**AIM OF THE TASK**
Of the entries below, restate word for word only the section that runs from the line with "points.len()" to the line with "let mut edges: Vec<[u32;", counting both ends.

════════════════════

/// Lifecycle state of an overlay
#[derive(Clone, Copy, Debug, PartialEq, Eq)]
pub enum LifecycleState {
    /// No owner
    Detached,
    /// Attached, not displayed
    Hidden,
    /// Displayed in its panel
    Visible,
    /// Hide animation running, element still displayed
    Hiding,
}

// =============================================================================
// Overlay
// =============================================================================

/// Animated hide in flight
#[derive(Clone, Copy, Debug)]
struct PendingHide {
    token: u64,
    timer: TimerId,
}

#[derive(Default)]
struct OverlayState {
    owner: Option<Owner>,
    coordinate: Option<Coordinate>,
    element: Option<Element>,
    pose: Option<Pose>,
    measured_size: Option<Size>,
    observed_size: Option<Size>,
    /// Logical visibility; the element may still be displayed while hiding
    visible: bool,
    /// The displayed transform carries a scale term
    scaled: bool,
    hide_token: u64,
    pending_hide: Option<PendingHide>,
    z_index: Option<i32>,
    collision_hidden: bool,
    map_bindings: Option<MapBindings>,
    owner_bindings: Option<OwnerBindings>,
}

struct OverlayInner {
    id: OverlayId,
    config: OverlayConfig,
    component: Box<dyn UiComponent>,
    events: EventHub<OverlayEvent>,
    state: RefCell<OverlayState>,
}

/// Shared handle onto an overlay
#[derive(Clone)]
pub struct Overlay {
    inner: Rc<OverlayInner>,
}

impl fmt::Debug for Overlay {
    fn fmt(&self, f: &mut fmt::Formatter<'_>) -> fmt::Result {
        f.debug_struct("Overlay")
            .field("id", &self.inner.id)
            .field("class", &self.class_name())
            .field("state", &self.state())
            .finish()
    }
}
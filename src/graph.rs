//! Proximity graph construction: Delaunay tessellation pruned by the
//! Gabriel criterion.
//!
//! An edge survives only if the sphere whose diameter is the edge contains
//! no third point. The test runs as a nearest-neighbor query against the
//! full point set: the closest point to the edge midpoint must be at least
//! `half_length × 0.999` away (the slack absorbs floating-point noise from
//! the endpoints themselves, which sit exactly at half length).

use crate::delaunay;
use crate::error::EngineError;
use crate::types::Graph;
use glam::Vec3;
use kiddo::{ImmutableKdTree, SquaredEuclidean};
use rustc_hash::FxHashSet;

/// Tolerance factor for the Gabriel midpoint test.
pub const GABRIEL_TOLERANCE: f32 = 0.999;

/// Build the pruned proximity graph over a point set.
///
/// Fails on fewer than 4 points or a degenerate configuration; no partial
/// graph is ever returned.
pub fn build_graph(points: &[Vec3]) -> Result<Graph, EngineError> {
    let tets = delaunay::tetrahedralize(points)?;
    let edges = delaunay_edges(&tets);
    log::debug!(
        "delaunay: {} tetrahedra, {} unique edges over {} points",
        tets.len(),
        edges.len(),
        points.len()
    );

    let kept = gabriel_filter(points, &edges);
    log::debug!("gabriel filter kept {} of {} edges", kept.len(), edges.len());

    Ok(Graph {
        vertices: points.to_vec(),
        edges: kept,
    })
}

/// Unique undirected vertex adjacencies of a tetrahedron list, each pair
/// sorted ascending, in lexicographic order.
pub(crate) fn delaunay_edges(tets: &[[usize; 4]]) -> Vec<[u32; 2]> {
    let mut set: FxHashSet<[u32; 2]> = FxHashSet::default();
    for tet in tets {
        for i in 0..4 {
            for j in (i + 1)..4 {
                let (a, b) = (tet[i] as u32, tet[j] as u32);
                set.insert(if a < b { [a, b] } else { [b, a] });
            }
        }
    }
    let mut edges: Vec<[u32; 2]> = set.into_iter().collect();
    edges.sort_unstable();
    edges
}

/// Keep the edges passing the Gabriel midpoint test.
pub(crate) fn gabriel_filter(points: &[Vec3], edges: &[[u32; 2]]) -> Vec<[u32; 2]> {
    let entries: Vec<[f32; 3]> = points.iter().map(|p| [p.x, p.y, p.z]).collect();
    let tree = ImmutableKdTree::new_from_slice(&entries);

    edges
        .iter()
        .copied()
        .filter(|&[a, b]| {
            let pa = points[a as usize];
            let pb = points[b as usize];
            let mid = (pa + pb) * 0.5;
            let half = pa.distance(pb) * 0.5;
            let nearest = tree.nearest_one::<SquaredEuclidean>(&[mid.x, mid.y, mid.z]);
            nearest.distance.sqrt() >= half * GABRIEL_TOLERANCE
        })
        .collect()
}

════════════════════

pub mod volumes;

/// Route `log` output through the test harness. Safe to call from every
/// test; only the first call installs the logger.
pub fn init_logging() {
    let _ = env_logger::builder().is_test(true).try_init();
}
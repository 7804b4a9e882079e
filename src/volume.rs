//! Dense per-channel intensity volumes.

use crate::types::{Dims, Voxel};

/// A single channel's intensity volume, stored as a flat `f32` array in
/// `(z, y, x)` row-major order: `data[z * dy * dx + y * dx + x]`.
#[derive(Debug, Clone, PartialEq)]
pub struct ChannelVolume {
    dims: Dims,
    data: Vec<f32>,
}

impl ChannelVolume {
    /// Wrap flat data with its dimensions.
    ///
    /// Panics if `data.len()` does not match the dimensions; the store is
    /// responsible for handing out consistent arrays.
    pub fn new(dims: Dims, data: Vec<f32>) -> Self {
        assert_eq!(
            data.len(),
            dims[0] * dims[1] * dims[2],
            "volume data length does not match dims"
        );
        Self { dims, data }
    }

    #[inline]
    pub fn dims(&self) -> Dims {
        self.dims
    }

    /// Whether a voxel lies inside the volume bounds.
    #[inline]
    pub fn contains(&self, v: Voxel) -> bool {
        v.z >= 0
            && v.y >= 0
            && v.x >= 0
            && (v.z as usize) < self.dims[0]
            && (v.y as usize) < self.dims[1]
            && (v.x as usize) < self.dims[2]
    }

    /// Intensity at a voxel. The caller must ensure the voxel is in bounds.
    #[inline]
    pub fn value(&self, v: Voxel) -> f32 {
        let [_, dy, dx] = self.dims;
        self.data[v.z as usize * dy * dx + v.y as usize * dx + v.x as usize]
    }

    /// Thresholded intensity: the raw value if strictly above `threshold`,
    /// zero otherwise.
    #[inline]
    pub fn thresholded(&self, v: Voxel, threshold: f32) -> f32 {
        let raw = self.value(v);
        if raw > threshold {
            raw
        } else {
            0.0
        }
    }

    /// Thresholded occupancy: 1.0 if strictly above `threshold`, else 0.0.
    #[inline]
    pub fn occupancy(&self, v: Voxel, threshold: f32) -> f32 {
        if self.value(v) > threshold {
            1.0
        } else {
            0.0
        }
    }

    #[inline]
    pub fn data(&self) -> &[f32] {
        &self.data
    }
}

════════════════════

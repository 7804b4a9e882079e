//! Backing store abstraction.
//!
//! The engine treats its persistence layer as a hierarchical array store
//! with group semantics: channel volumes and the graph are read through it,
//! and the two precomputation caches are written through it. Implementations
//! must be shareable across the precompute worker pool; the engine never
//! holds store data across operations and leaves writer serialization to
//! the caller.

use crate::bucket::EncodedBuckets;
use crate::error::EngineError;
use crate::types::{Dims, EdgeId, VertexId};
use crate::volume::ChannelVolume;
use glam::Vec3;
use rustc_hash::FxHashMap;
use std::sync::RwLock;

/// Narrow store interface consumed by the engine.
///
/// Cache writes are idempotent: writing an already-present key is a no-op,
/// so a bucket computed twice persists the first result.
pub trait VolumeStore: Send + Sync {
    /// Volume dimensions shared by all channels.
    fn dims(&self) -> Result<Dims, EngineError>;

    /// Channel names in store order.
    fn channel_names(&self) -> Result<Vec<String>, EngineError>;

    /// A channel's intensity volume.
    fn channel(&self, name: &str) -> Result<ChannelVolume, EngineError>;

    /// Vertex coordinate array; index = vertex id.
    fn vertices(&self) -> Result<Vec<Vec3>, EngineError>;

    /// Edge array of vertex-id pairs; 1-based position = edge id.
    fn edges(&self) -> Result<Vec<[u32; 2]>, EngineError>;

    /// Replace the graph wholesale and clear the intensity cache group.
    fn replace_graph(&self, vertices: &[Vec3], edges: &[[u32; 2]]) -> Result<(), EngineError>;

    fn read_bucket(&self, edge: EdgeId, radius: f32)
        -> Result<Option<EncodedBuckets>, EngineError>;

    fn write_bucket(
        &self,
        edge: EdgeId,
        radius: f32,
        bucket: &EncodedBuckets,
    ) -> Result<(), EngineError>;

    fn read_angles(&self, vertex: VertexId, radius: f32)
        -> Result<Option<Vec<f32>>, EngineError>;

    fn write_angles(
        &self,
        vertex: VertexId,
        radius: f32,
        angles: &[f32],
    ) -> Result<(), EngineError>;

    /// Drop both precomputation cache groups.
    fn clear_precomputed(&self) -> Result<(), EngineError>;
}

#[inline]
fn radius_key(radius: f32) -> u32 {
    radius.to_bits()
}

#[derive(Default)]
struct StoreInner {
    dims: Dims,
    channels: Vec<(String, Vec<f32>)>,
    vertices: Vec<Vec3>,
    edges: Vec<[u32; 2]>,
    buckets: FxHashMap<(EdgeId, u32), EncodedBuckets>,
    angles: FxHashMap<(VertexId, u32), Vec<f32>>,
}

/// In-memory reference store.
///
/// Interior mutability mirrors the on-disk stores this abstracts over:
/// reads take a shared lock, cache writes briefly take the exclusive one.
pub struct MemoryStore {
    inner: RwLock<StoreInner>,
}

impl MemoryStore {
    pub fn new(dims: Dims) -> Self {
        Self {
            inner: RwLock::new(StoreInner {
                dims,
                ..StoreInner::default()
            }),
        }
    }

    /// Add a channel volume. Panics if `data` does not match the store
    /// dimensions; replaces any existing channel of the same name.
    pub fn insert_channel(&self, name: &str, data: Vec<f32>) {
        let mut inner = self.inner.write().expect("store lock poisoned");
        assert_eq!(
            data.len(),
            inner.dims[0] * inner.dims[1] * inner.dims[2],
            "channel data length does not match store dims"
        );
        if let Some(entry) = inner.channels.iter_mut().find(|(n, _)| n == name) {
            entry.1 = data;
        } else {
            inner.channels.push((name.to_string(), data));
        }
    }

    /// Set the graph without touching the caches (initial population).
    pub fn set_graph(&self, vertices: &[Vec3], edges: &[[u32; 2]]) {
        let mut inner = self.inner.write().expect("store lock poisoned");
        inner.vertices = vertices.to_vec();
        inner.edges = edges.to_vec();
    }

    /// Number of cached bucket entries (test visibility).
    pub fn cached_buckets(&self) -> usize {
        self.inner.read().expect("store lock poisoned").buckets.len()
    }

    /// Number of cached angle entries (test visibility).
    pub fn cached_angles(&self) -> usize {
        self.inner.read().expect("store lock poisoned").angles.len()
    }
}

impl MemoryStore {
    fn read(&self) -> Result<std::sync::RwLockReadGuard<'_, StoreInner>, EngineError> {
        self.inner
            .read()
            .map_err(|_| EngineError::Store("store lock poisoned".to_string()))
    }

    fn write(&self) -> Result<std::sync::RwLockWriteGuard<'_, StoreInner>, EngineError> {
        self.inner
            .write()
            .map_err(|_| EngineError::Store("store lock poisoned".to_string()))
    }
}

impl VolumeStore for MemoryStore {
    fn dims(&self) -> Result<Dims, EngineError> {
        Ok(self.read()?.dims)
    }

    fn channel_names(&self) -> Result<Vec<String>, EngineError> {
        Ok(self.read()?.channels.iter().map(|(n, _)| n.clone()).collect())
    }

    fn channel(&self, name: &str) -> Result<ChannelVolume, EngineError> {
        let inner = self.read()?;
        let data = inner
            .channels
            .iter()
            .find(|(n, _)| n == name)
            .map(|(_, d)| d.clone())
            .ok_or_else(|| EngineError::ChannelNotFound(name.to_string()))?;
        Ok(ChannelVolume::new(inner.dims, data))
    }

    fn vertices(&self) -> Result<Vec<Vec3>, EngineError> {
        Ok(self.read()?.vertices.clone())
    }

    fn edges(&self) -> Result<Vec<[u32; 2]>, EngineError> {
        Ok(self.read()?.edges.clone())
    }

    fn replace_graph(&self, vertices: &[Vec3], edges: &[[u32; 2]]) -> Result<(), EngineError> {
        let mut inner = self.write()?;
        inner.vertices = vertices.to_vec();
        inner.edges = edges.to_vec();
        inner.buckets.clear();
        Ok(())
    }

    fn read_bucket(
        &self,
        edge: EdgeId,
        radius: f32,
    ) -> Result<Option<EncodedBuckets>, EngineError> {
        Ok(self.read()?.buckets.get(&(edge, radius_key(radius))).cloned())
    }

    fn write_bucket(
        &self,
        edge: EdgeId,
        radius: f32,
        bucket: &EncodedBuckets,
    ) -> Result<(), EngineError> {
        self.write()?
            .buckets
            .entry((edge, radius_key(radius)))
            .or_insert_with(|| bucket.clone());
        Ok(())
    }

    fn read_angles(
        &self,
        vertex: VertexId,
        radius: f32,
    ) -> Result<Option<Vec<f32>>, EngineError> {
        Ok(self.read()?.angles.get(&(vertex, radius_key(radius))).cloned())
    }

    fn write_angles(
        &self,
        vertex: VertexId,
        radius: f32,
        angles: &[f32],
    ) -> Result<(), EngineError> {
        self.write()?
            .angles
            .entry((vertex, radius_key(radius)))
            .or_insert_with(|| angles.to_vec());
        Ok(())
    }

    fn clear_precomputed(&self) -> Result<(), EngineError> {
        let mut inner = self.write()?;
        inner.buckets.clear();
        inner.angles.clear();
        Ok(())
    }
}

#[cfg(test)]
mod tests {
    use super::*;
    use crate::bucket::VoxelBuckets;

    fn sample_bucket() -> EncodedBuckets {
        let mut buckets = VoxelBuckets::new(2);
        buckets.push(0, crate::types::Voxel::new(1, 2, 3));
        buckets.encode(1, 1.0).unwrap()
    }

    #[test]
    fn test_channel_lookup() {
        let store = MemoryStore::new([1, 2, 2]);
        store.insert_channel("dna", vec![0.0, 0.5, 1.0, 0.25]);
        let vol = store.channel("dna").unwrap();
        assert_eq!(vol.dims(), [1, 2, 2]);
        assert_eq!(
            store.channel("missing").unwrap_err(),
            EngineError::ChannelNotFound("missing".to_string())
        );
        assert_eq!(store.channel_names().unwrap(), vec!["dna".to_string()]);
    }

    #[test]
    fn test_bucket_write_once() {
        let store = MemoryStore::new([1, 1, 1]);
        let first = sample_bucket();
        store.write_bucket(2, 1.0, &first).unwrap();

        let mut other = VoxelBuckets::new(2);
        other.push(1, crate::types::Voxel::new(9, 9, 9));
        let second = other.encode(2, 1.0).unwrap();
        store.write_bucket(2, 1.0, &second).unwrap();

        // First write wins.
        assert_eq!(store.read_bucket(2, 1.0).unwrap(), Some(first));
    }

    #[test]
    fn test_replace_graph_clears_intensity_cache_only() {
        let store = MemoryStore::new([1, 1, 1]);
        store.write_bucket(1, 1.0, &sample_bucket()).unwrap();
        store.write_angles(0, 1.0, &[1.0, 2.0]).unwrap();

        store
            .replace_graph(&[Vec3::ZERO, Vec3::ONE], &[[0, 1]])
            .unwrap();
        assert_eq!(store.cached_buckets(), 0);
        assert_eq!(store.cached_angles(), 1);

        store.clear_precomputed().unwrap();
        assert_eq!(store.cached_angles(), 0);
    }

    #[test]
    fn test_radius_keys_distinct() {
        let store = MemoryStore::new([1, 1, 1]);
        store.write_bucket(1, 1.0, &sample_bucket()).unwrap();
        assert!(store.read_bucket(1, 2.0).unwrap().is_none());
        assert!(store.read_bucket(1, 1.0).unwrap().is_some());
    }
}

════════════════════

**THE COMPLETED TASK**
        points.len()
    );

    let kept = gabriel_filter(points, &edges);
    log::debug!("gabriel filter kept {} of {} edges", kept.len(), edges.len());

    Ok(Graph {
        vertices: points.to_vec(),
        edges: kept,
    })
}

/// Unique undirected vertex adjacencies of a tetrahedron list, each pair
/// sorted ascending, in lexicographic order.
pub(crate) fn delaunay_edges(tets: &[[usize; 4]]) -> Vec<[u32; 2]> {
    let mut set: FxHashSet<[u32; 2]> = FxHashSet::default();
    for tet in tets {
        for i in 0..4 {
            for j in (i + 1)..4 {
                let (a, b) = (tet[i] as u32, tet[j] as u32);
                set.insert(if a < b { [a, b] } else { [b, a] });
            }
        }
    }
    let mut edges: Vec<[u32; 2]> = set.into_iter().collect();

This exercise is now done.